• WHAT THE EXERCISE ASKS: Scan the entries that follow and copy out every line containing "invalid".

• ENTRIES SHOWN:
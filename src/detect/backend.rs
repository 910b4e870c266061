use anyhow::Result;

use crate::detect::result::Detection;
use crate::frame::Frame;

/// Object detection capability.
///
/// Each inference worker owns its own instance, so `detect` takes `&mut self`
/// and implementations need only be `Send`. Implementations must treat the
/// frame as read-only and must not retain pixels past the call.
pub trait Detector: Send {
    /// Run detection on one frame. Errors are treated by the caller as
    /// "no detections this frame".
    fn detect(&mut self, frame: &Frame) -> Result<Vec<Detection>>;

    /// Backend identifier.
    fn name(&self) -> &'static str {
        "custom"
    }

    /// Optional warm-up hook, called once before the first frame.
    fn warm_up(&mut self) -> Result<()> {
        Ok(())
    }
}

impl<F> Detector for F
where
    F: FnMut(&Frame) -> Result<Vec<Detection>> + Send,
{
    fn detect(&mut self, frame: &Frame) -> Result<Vec<Detection>> {
        self(frame)
    }

    fn name(&self) -> &'static str {
        "closure"
    }
}
use std::sync::atomic::{AtomicBool, Ordering};
use std::sync::{Arc, Mutex};
use std::thread::JoinHandle;
use std::time::Duration;

use anyhow::{Context, Result};
use rumqttc::v5::mqttbytes::v5::LastWill;
use rumqttc::v5::mqttbytes::QoS;
use rumqttc::v5::{Client, Connection, Event, MqttOptions};
use rumqttc::Transport;

use super::Notifier;
use crate::config::MqttConfig;

const PAYLOAD_ONLINE: &str = "online";
const PAYLOAD_OFFLINE: &str = "offline";
const RECONNECT_PAUSE: Duration = Duration::from_secs(2);

/// MQTT v5 notifier.
///
/// Publishing only enqueues into the client's request buffer (`try_publish`);
/// a background thread drives the connection and reconnects on error. The
/// broker publishes `offline` on `<prefix>/status` (retained) if this process
/// disappears without disconnecting.
pub struct MqttNotifier {
    client: Client,
    availability_topic: String,
    closing: Arc<AtomicBool>,
    connection_handle: Mutex<Option<JoinHandle<()>>>,
}

impl MqttNotifier {
    pub fn connect(config: &MqttConfig) -> Result<Self> {
        let (host, port) = config.broker()?;
        let availability_topic = format!("{}/status", config.topic_prefix.trim_end_matches('/'));

        let mut options = MqttOptions::new(&config.client_id, &host, port);
        options.set_keep_alive(Duration::from_secs(60));
        options.set_clean_start(true);
        if let Some(user) = config.username.as_deref() {
            options.set_credentials(user, config.password.as_deref().unwrap_or_default());
        }
        options.set_last_will(LastWill::new(
            availability_topic.as_str(),
            PAYLOAD_OFFLINE.as_bytes().to_vec(),
            QoS::AtLeastOnce,
            true,
            None,
        ));
        if config.use_tls() {
            options.set_transport(Transport::tls_with_default_config());
        }

        let (client, connection) = Client::new(options, 10);
        let closing = Arc::new(AtomicBool::new(false));
        let handle = spawn_connection_drain(connection, Arc::clone(&closing))?;

        let notifier = Self {
            client,
            availability_topic,
            closing,
            connection_handle: Mutex::new(Some(handle)),
        };
        notifier.publish(
            &notifier.availability_topic,
            PAYLOAD_ONLINE.as_bytes(),
            true,
        )?;
        log::info!(
            "MQTT notifier for {host}:{port} (TLS: {}, auth: {})",
            config.use_tls(),
            config.username.is_some()
        );
        Ok(notifier)
    }

    /// Publish `offline` and request a clean disconnect.
    pub fn disconnect(&self) {
        if self.closing.swap(true, Ordering::SeqCst) {
            return;
        }
        if let Err(err) = self.publish(
            &self.availability_topic,
            PAYLOAD_OFFLINE.as_bytes(),
            true,
        ) {
            log::debug!("MQTT offline notice: {err:#}");
        }
        if let Err(err) = self.client.try_disconnect() {
            log::debug!("MQTT disconnect: {err}");
        }
        let handle = self
            .connection_handle
            .lock()
            .unwrap_or_else(|p| p.into_inner())
            .take();
        // Brokers may hold the socket after DISCONNECT; only join a finished thread.
        if let Some(handle) = handle.filter(|h| h.is_finished()) {
            let _ = handle.join();
        }
    }
}

impl Notifier for MqttNotifier {
    fn publish(&self, topic: &str, payload: &[u8], retain: bool) -> Result<()> {
        self.client
            .try_publish(topic, QoS::AtLeastOnce, retain, payload.to_vec())
            .with_context(|| format!("enqueue MQTT publish to {topic}"))
    }
}

impl Drop for MqttNotifier {
    fn drop(&mut self) {
        self.disconnect();
    }
}

fn spawn_connection_drain(
    mut connection: Connection,
    closing: Arc<AtomicBool>,
) -> Result<JoinHandle<()>> {
    std::thread::Builder::new()
        .name("mqtt-connection".to_string())
        .spawn(move || {
            for event in connection.iter() {
                match event {
                    Ok(Event::Incoming(_)) | Ok(Event::Outgoing(_)) => {}
                    Err(err) => {
                        if closing.load(Ordering::SeqCst) {
                            break;
                        }
                        log::warn!("MQTT connection error: {err}");
                        std::thread::sleep(RECONNECT_PAUSE);
                    }
                }
            }
        })
        .context("spawn MQTT connection thread")
}
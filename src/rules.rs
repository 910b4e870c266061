//! Zone rule engine.
//!
//! Turns one cycle's tracked detections into candidate events. Membership is
//! tested with the centre of the detection's bounding box.
//!
//! - Intrusion: a detection inside a zone emits a candidate every cycle.
//! - Loitering: a track continuously inside a zone for at least the
//!   threshold emits a candidate every cycle; the deduplicator spaces them.
//!
//! One `RuleEngine` per camera, owned by that camera's inference worker.

use std::collections::{HashMap, HashSet};

use anyhow::Result;
use serde::{Deserialize, Serialize};

use crate::detect::ObjectClass;
use crate::frame::Frame;
use crate::tracker::{TrackId, TrackUpdate};
use crate::zone::Zone;
use crate::{invalid, CameraId, CandidateEvent, Priority, RuleType, ZoneId};

pub const DEFAULT_LOITERING_THRESHOLD_SECS: u64 = 30;

#[derive(Clone, Copy, Debug, PartialEq, Eq, Serialize, Deserialize)]
pub struct LoiteringRule {
    pub threshold_secs: u64,
}

impl Default for LoiteringRule {
    fn default() -> Self {
        Self {
            threshold_secs: DEFAULT_LOITERING_THRESHOLD_SECS,
        }
    }
}

/// Rules attached to one zone.
#[derive(Clone, Debug, PartialEq, Serialize, Deserialize)]
pub struct RuleConfig {
    #[serde(default = "default_true")]
    pub intrusion: bool,
    /// `None` disables loitering for the zone.
    #[serde(default)]
    pub loitering: Option<LoiteringRule>,
    /// Raise every event from this zone to `critical`.
    #[serde(default)]
    pub escalate_to_critical: bool,
    /// Classes this zone reacts to. Empty means every class.
    #[serde(default)]
    pub object_classes: Vec<ObjectClass>,
}

fn default_true() -> bool {
    true
}

impl Default for RuleConfig {
    fn default() -> Self {
        Self {
            intrusion: true,
            loitering: None,
            escalate_to_critical: false,
            object_classes: Vec::new(),
        }
    }
}

impl RuleConfig {
    pub fn intrusion_only() -> Self {
        Self::default()
    }

    pub fn with_loitering(mut self, threshold_secs: u64) -> Self {
        self.loitering = Some(LoiteringRule { threshold_secs });
        self
    }

    pub fn validate(&self) -> Result<()> {
        if let Some(loitering) = &self.loitering {
            if loitering.threshold_secs == 0 {
                return invalid("zone.rules.loitering.threshold_secs", "must be greater than zero");
            }
        }
        Ok(())
    }

    fn applies_to(&self, class: ObjectClass) -> bool {
        self.object_classes.is_empty() || self.object_classes.contains(&class)
    }
}

/// Fixed mapping from rule type and zone configuration to priority.
pub fn assign_priority(rule: RuleType, config: &RuleConfig) -> Priority {
    if config.escalate_to_critical {
        return Priority::Critical;
    }
    match rule {
        RuleType::Intrusion => Priority::High,
        RuleType::Loitering => Priority::Medium,
    }
}

pub struct RuleEngine {
    camera_id: CameraId,
    /// Entry time of each (track, zone) pair currently inside a loitering zone.
    dwell_started: HashMap<(TrackId, ZoneId), u64>,
    /// Malformed zones already reported, so the warning is logged once.
    warned: HashSet<ZoneId>,
}

impl RuleEngine {
    pub fn new(camera_id: CameraId) -> Self {
        Self {
            camera_id,
            dwell_started: HashMap::new(),
            warned: HashSet::new(),
        }
    }

    /// Evaluate one cycle against a consistent snapshot of the camera's zones.
    ///
    /// `now_ms` is the capture time of the frame the detections came from.
    pub fn evaluate(
        &mut self,
        zones: &[Zone],
        update: &TrackUpdate,
        frame: &Frame,
    ) -> Vec<CandidateEvent> {
        let now_ms = frame.captured_at_ms;
        self.forget_tracks(&update.expired);
        self.forget_missing_zones(zones);

        let mut snapshot_ref: Option<String> = None;
        let mut candidates = Vec::new();

        for zone in zones {
            if let Err(err) = zone.geometry.validate() {
                if self.warned.insert(zone.id) {
                    log::warn!(
                        "camera {}: skipping zone {} ('{}'): {err:#}",
                        self.camera_id,
                        zone.id,
                        zone.name
                    );
                }
                self.dwell_started.retain(|(_, z), _| *z != zone.id);
                continue;
            }
            self.warned.remove(&zone.id);

            for observation in &update.observations {
                let detection = &observation.detection;
                let key = (observation.track_id, zone.id);
                let inside = zone.contains(detection.bbox.center())
                    && zone.rules.applies_to(detection.class);

                if !inside {
                    self.dwell_started.remove(&key);
                    continue;
                }

                if zone.rules.intrusion {
                    candidates.push(self.candidate(
                        zone,
                        RuleType::Intrusion,
                        observation,
                        frame,
                        &mut snapshot_ref,
                        None,
                    ));
                }

                match zone.rules.loitering {
                    Some(loitering) => {
                        let entered = *self.dwell_started.entry(key).or_insert(now_ms);
                        let dwell_ms = now_ms.saturating_sub(entered);
                        if dwell_ms >= loitering.threshold_secs.saturating_mul(1_000) {
                            candidates.push(self.candidate(
                                zone,
                                RuleType::Loitering,
                                observation,
                                frame,
                                &mut snapshot_ref,
                                Some(dwell_ms),
                            ));
                        }
                    }
                    None => {
                        self.dwell_started.remove(&key);
                    }
                }
            }
        }

        candidates
    }

    fn candidate(
        &self,
        zone: &Zone,
        rule_type: RuleType,
        observation: &crate::tracker::Observation,
        frame: &Frame,
        snapshot_ref: &mut Option<String>,
        dwell_ms: Option<u64>,
    ) -> CandidateEvent {
        let snapshot_ref = snapshot_ref
            .get_or_insert_with(|| frame.snapshot_ref())
            .clone();
        CandidateEvent {
            camera_id: self.camera_id,
            zone_id: zone.id,
            rule_type,
            object_type: observation.detection.class,
            confidence: observation.detection.confidence,
            detected_at_ms: frame.captured_at_ms,
            snapshot_ref,
            priority: assign_priority(rule_type, &zone.rules),
            dwell_ms,
            bbox: observation.detection.bbox,
        }
    }

    fn forget_tracks(&mut self, expired: &[TrackId]) {
        if expired.is_empty() {
            return;
        }
        self.dwell_started
            .retain(|(track, _), _| !expired.contains(track));
    }

    fn forget_missing_zones(&mut self, zones: &[Zone]) {
        self.dwell_started
            .retain(|(_, zone), _| zones.iter().any(|z| z.id == *zone));
        self.warned.retain(|zone| zones.iter().any(|z| z.id == *zone));
    }

    /// Number of (track, zone) pairs with a running dwell timer.
    pub fn dwell_timers(&self) -> usize {
        self.dwell_started.len()
    }
}
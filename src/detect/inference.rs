use std::any::Any;
use std::panic::{self, AssertUnwindSafe};
use std::time::{Duration, Instant};

use anyhow::{anyhow, Result};
use serde::{Deserialize, Serialize};

use super::backend::Detector;
use super::result::{Detection, ObjectClass};
use crate::frame::Frame;

/// Which detections reach the rule engine.
#[derive(Clone, Debug, PartialEq, Serialize, Deserialize)]
pub struct DetectionFilter {
    pub confidence_threshold: f32,
    pub classes: Vec<ObjectClass>,
}

impl DetectionFilter {
    pub fn admits(&self, detection: &Detection) -> bool {
        detection.confidence.is_finite()
            && (0.0..=1.0).contains(&detection.confidence)
            && detection.confidence >= self.confidence_threshold
            && detection.bbox.is_valid()
            && self.classes.contains(&detection.class)
    }
}

impl Default for DetectionFilter {
    fn default() -> Self {
        Self {
            confidence_threshold: 0.5,
            classes: vec![ObjectClass::Person, ObjectClass::Vehicle],
        }
    }
}

#[derive(Debug)]
pub struct InferenceOutcome {
    pub detections: Vec<Detection>,
    pub latency: Duration,
    /// Detector returned an error or panicked; `detections` is empty.
    pub failed: bool,
}

/// Wraps one camera's detector: timing, filtering and error containment.
pub struct InferenceAdapter {
    detector: Box<dyn Detector>,
}

impl InferenceAdapter {
    pub fn new(mut detector: Box<dyn Detector>) -> Self {
        if let Err(err) = detector.warm_up() {
            log::warn!("detector '{}' warm-up failed: {err:#}", detector.name());
        }
        Self { detector }
    }

    pub fn detector_name(&self) -> &'static str {
        self.detector.name()
    }

    pub fn run(&mut self, frame: &Frame, filter: &DetectionFilter) -> InferenceOutcome {
        let started = Instant::now();
        let result = self.detect_contained(frame);
        let latency = started.elapsed();

        match result {
            Ok(raw) => {
                let total = raw.len();
                let detections: Vec<Detection> =
                    raw.into_iter().filter(|d| filter.admits(d)).collect();
                if detections.len() < total {
                    log::debug!(
                        "camera {} frame {}: {} of {} detections filtered",
                        frame.camera_id,
                        frame.seq,
                        total - detections.len(),
                        total
                    );
                }
                InferenceOutcome {
                    detections,
                    latency,
                    failed: false,
                }
            }
            Err(err) => {
                log::warn!(
                    "camera {} frame {}: inference failed ({}): {err:#}",
                    frame.camera_id,
                    frame.seq,
                    self.detector.name()
                );
                InferenceOutcome {
                    detections: Vec::new(),
                    latency,
                    failed: true,
                }
            }
        }
    }

    /// A panicking detector is reported as a failed cycle instead of taking
    /// the inference thread down with it.
    fn detect_contained(&mut self, frame: &Frame) -> Result<Vec<Detection>> {
        let detector = &mut self.detector;
        panic::catch_unwind(AssertUnwindSafe(|| detector.detect(frame)))
            .unwrap_or_else(|payload| Err(anyhow!("detector panicked: {}", panic_message(&*payload))))
    }
}

fn panic_message(payload: &(dyn Any + Send)) -> &str {
    if let Some(message) = payload.downcast_ref::<&'static str>() {
        message
    } else if let Some(message) = payload.downcast_ref::<String>() {
        message
    } else {
        "unknown panic"
    }
}
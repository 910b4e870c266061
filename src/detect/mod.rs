mod backend;
mod backends;
mod inference;
mod registry;
mod result;

pub use backend::Detector;
pub use backends::StubDetector;
#[cfg(feature = "backend-tract")]
pub use backends::TractDetector;
pub use inference::{DetectionFilter, InferenceAdapter, InferenceOutcome};
pub use registry::{DetectorFactory, DetectorRegistry};
pub use result::{BoundingBox, Detection, ObjectClass};
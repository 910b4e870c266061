//! RTSP frame source.
//!
//! `RtspSource` decodes IP camera streams through GStreamer (feature
//! `rtsp-gstreamer`) and falls back to a synthetic generator for `stub://`
//! addresses. Synthetic hosts with special behaviour:
//! - `stub://offline...`: every connection attempt is refused
//! - `stub://stall...`: connects, then never delivers a frame

#[cfg(feature = "rtsp-gstreamer")]
use anyhow::Context;
use anyhow::{bail, Result};
use std::time::Duration;

use super::FrameSource;
use crate::frame::Frame;
use crate::CameraId;

/// Poll timeout for the synthetic stall mode.
const SYNTHETIC_POLL: Duration = Duration::from_millis(100);

/// Configuration for an RTSP source.
#[derive(Clone, Debug)]
pub struct RtspConfig {
    pub camera_id: CameraId,
    /// Stream address, e.g. "rtsp://192.168.1.100:554/stream".
    pub url: String,
    pub target_fps: u32,
    /// Frame width for synthetic frames.
    pub width: u32,
    /// Frame height for synthetic frames.
    pub height: u32,
}

impl Default for RtspConfig {
    fn default() -> Self {
        Self {
            camera_id: CameraId(0),
            url: "rtsp://localhost:554/stream".to_string(),
            target_fps: 15,
            width: 640,
            height: 480,
        }
    }
}

pub struct RtspSource {
    backend: RtspBackend,
}

enum RtspBackend {
    Synthetic(SyntheticRtspSource),
    #[cfg(feature = "rtsp-gstreamer")]
    Gstreamer(GstreamerRtspSource),
}

impl RtspSource {
    pub fn new(config: RtspConfig) -> Result<Self> {
        if config.url.to_ascii_lowercase().starts_with("stub://") {
            Ok(Self {
                backend: RtspBackend::Synthetic(SyntheticRtspSource::new(config)),
            })
        } else {
            #[cfg(feature = "rtsp-gstreamer")]
            {
                Ok(Self {
                    backend: RtspBackend::Gstreamer(GstreamerRtspSource::new(config)?),
                })
            }
            #[cfg(not(feature = "rtsp-gstreamer"))]
            {
                bail!(
                    "cannot open {}: stream decoding requires the rtsp-gstreamer feature",
                    config.url
                )
            }
        }
    }

    pub fn frames_captured(&self) -> u64 {
        match &self.backend {
            RtspBackend::Synthetic(source) => source.frame_count,
            #[cfg(feature = "rtsp-gstreamer")]
            RtspBackend::Gstreamer(source) => source.frame_count,
        }
    }
}

impl FrameSource for RtspSource {
    fn connect(&mut self) -> Result<()> {
        match &mut self.backend {
            RtspBackend::Synthetic(source) => source.connect(),
            #[cfg(feature = "rtsp-gstreamer")]
            RtspBackend::Gstreamer(source) => source.connect(),
        }
    }

    fn next_frame(&mut self) -> Result<Option<Frame>> {
        match &mut self.backend {
            RtspBackend::Synthetic(source) => source.next_frame(),
            #[cfg(feature = "rtsp-gstreamer")]
            RtspBackend::Gstreamer(source) => source.next_frame(),
        }
    }

    fn disconnect(&mut self) {
        match &mut self.backend {
            RtspBackend::Synthetic(source) => source.connected = false,
            #[cfg(feature = "rtsp-gstreamer")]
            RtspBackend::Gstreamer(source) => source.disconnect(),
        }
    }
}

// ----------------------------------------------------------------------------
// Synthetic source (stub://)
// ----------------------------------------------------------------------------

#[derive(Clone, Copy, Debug, PartialEq, Eq)]
enum SyntheticMode {
    Live,
    Offline,
    Stall,
}

struct SyntheticRtspSource {
    config: RtspConfig,
    mode: SyntheticMode,
    connected: bool,
    frame_count: u64,
    scene_state: u8,
}

impl SyntheticRtspSource {
    fn new(config: RtspConfig) -> Self {
        let host = config.url["stub://".len()..].to_ascii_lowercase();
        let mode = if host.starts_with("offline") {
            SyntheticMode::Offline
        } else if host.starts_with("stall") {
            SyntheticMode::Stall
        } else {
            SyntheticMode::Live
        };
        Self {
            config,
            mode,
            connected: false,
            frame_count: 0,
            scene_state: 0,
        }
    }

    fn connect(&mut self) -> Result<()> {
        if self.mode == SyntheticMode::Offline {
            bail!("connection refused by {}", self.config.url);
        }
        self.connected = true;
        log::debug!(
            "camera {}: connected to {} (synthetic)",
            self.config.camera_id,
            self.config.url
        );
        Ok(())
    }

    fn next_frame(&mut self) -> Result<Option<Frame>> {
        if !self.connected {
            bail!("synthetic stream {} is not connected", self.config.url);
        }
        if self.mode == SyntheticMode::Stall {
            std::thread::sleep(SYNTHETIC_POLL);
            return Ok(None);
        }

        self.frame_count += 1;
        let pixels = self.generate_synthetic_pixels();
        Ok(Some(Frame::new(
            self.config.camera_id,
            self.frame_count,
            crate::now_ms()?,
            self.config.width,
            self.config.height,
            pixels,
        )))
    }

    /// Mostly static background with a scene change every 50 frames.
    fn generate_synthetic_pixels(&mut self) -> Vec<u8> {
        let pixel_count = (self.config.width as usize) * (self.config.height as usize) * 3;
        if self.frame_count % 50 == 0 {
            self.scene_state = self.scene_state.wrapping_add(1);
        }
        let offset = self.frame_count + self.scene_state as u64;
        (0..pixel_count)
            .map(|i| ((i as u64 + offset) % 256) as u8)
            .collect()
    }
}

// ----------------------------------------------------------------------------
// Production RTSP source using GStreamer
// ----------------------------------------------------------------------------

#[cfg(feature = "rtsp-gstreamer")]
struct GstreamerRtspSource {
    config: RtspConfig,
    pipeline: gstreamer::Pipeline,
    appsink: gstreamer_app::AppSink,
    frame_count: u64,
    last_error: Option<String>,
}

#[cfg(feature = "rtsp-gstreamer")]
impl GstreamerRtspSource {
    /// Pipeline: rtspsrc ! decodebin ! videoconvert ! appsink (RGB, drop, 1 buffer).
    fn new(config: RtspConfig) -> Result<Self> {
        gstreamer::init().context("initialize gstreamer")?;

        let pipeline_description = format!(
            "rtspsrc location={} latency=0 ! decodebin ! videoconvert ! video/x-raw,format=RGB ! \
             appsink name=appsink sync=false max-buffers=1 drop=true",
            config.url
        );
        let pipeline = gstreamer::parse::launch(&pipeline_description)
            .context("build RTSP pipeline")?
            .downcast::<gstreamer::Pipeline>()
            .map_err(|_| anyhow::anyhow!("RTSP pipeline is not a Pipeline"))?;

        let appsink = pipeline
            .by_name("appsink")
            .context("appsink element missing from pipeline")?
            .downcast::<gstreamer_app::AppSink>()
            .map_err(|_| anyhow::anyhow!("appsink element has unexpected type"))?;

        let caps = gstreamer::Caps::builder("video/x-raw")
            .field("format", "RGB")
            .build();
        appsink.set_caps(Some(&caps));
        appsink.set_max_buffers(1);
        appsink.set_drop(true);
        appsink.set_sync(false);

        Ok(Self {
            config,
            pipeline,
            appsink,
            frame_count: 0,
            last_error: None,
        })
    }

    fn connect(&mut self) -> Result<()> {
        self.last_error = None;
        self.pipeline
            .set_state(gstreamer::State::Playing)
            .context("set RTSP pipeline to Playing")?;
        log::info!(
            "camera {}: connected to {}",
            self.config.camera_id,
            self.config.url
        );
        Ok(())
    }

    fn disconnect(&mut self) {
        if let Err(err) = self.pipeline.set_state(gstreamer::State::Null) {
            log::debug!(
                "camera {}: pipeline teardown failed: {err}",
                self.config.camera_id
            );
        }
    }

    fn next_frame(&mut self) -> Result<Option<Frame>> {
        self.poll_bus();
        if let Some(err) = self.last_error.take() {
            bail!(err);
        }

        let Some(sample) = self.appsink.try_pull_sample(self.frame_timeout()) else {
            if self.appsink.is_eos() {
                bail!("stream closed by {}", self.config.url);
            }
            return Ok(None);
        };

        let (pixels, width, height) = sample_to_pixels(&sample)?;
        self.frame_count += 1;

        Ok(Some(Frame::new(
            self.config.camera_id,
            self.frame_count,
            crate::now_ms()?,
            width,
            height,
            pixels,
        )))
    }

    fn frame_timeout(&self) -> gstreamer::ClockTime {
        let fps = self.config.target_fps.max(1) as u64;
        gstreamer::ClockTime::from_mseconds((4_000 / fps).max(500))
    }

    fn poll_bus(&mut self) {
        let Some(bus) = self.pipeline.bus() else {
            return;
        };
        while let Some(message) = bus.pop() {
            use gstreamer::MessageView;
            match message.view() {
                MessageView::Error(err) => {
                    self.last_error = Some(format!(
                        "gstreamer error from {:?}: {}",
                        err.src().map(|s| s.path_string()),
                        err.error()
                    ));
                }
                MessageView::Eos(..) => {
                    self.last_error = Some("gstreamer reached end of stream".to_string());
                }
                _ => {}
            }
        }
    }
}

#[cfg(feature = "rtsp-gstreamer")]
impl Drop for GstreamerRtspSource {
    fn drop(&mut self) {
        self.disconnect();
    }
}

#[cfg(feature = "rtsp-gstreamer")]
fn sample_to_pixels(sample: &gstreamer::Sample) -> Result<(Vec<u8>, u32, u32)> {
    let buffer = sample.buffer().context("RTSP sample missing buffer")?;
    let caps = sample.caps().context("RTSP sample missing caps")?;
    let info =
        gstreamer_video::VideoInfo::from_caps(caps).context("parse RTSP caps as video info")?;

    let width = info.width();
    let height = info.height();
    let row_bytes = (width as usize) * 3;
    let stride = info.stride()[0] as usize;

    let map = buffer.map_readable().context("map RTSP buffer")?;
    let data = map.as_slice();

    if stride == row_bytes {
        return Ok((data.to_vec(), width, height));
    }

    let mut pixels = Vec::with_capacity(row_bytes * height as usize);
    for row in 0..height as usize {
        let start = row * stride;
        let end = start + row_bytes;
        pixels.extend_from_slice(
            data.get(start..end)
                .context("RTSP buffer row is out of bounds")?,
        );
    }

    Ok((pixels, width, height))
}

// ----------------------------------------------------------------------------
// Tests
// ----------------------------------------------------------------------------

#[cfg(test)]
mod tests {
    use super::*;

    fn stub_config(url: &str) -> RtspConfig {
        RtspConfig {
            camera_id: CameraId(2),
            url: url.to_string(),
            target_fps: 10,
            width: 64,
            height: 48,
        }
    }

    #[test]
    fn synthetic_source_produces_numbered_frames() -> Result<()> {
        let mut source = RtspSource::new(stub_config("stub://test"))?;
        source.connect()?;

        let first = source.next_frame()?.expect("frame");
        let second = source.next_frame()?.expect("frame");
        assert_eq!(first.width, 64);
        assert_eq!(first.height, 48);
        assert_eq!(first.pixels().len(), 64 * 48 * 3);
        assert!(second.seq > first.seq);
        assert_eq!(source.frames_captured(), 2);
        Ok(())
    }

    #[test]
    fn synthetic_offline_host_refuses_connection() -> Result<()> {
        let mut source = RtspSource::new(stub_config("stub://offline-cam"))?;
        assert!(source.connect().is_err());
        Ok(())
    }

    #[test]
    fn synthetic_stall_host_yields_no_frames() -> Result<()> {
        let mut source = RtspSource::new(stub_config("stub://stall"))?;
        source.connect()?;
        assert!(source.next_frame()?.is_none());
        Ok(())
    }

    #[test]
    fn reading_after_disconnect_fails() -> Result<()> {
        let mut source = RtspSource::new(stub_config("stub://test"))?;
        source.connect()?;
        source.disconnect();
        assert!(source.next_frame().is_err());
        Ok(())
    }

    #[cfg(not(feature = "rtsp-gstreamer"))]
    #[test]
    fn rtsp_without_decoder_fails_to_open() {
        assert!(RtspSource::new(stub_config("rtsp://10.0.0.2/stream")).is_err());
    }
}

• REPLY TO THE TASK:
use crate::{invalid, CameraId, CandidateEvent, Priority, RuleType, ZoneId};
                return invalid("zone.rules.loitering.threshold_secs", "must be greater than zero");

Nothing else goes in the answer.